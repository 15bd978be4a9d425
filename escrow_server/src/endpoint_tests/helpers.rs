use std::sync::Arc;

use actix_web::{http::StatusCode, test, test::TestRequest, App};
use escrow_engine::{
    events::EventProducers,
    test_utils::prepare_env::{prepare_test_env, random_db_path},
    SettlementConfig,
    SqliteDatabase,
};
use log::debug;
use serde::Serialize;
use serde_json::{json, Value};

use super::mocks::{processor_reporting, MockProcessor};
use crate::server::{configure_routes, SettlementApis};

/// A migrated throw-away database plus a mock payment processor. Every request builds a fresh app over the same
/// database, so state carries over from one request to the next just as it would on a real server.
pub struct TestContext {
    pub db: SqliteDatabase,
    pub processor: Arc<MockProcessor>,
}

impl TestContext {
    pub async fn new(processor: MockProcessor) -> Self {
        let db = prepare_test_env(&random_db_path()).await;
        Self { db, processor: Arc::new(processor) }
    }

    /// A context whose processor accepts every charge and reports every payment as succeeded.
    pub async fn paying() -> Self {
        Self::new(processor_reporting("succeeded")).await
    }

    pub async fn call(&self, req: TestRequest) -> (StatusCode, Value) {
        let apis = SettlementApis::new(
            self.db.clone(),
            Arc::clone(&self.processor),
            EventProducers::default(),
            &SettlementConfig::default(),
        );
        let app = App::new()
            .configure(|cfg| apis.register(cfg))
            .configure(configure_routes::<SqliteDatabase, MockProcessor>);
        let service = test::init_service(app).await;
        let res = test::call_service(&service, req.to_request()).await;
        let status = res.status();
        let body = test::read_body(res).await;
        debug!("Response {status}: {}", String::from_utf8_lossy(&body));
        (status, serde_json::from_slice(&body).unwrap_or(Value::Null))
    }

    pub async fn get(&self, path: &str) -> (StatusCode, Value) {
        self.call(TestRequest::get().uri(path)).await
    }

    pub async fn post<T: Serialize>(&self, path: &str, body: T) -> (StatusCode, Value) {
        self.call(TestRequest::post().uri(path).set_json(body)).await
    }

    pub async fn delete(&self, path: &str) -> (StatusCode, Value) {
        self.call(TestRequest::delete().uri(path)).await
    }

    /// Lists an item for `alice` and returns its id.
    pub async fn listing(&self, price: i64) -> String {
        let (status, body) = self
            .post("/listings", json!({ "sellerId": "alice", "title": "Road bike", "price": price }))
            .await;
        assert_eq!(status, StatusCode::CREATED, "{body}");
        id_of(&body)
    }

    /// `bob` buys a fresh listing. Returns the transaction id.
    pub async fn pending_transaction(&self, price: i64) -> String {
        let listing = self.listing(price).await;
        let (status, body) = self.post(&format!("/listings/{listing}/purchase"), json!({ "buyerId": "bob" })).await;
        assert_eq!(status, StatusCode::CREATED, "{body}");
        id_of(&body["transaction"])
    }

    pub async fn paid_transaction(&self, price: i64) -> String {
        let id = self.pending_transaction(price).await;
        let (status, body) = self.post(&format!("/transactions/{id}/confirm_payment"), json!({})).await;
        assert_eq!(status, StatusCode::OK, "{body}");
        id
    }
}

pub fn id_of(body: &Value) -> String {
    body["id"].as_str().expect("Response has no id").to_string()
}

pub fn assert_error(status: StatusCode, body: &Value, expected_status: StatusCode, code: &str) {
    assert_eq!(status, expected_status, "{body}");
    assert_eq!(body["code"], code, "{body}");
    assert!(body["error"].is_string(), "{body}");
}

▸ Task prompt: Where does the word "listings" appear in the material above? Copy every line that holds it.

▸ Output of the task:
            .post("/listings", json!({ "sellerId": "alice", "title": "Road bike", "price": price }))
        let (status, body) = self.post(&format!("/listings/{listing}/purchase"), json!({ "buyerId": "bob" })).await;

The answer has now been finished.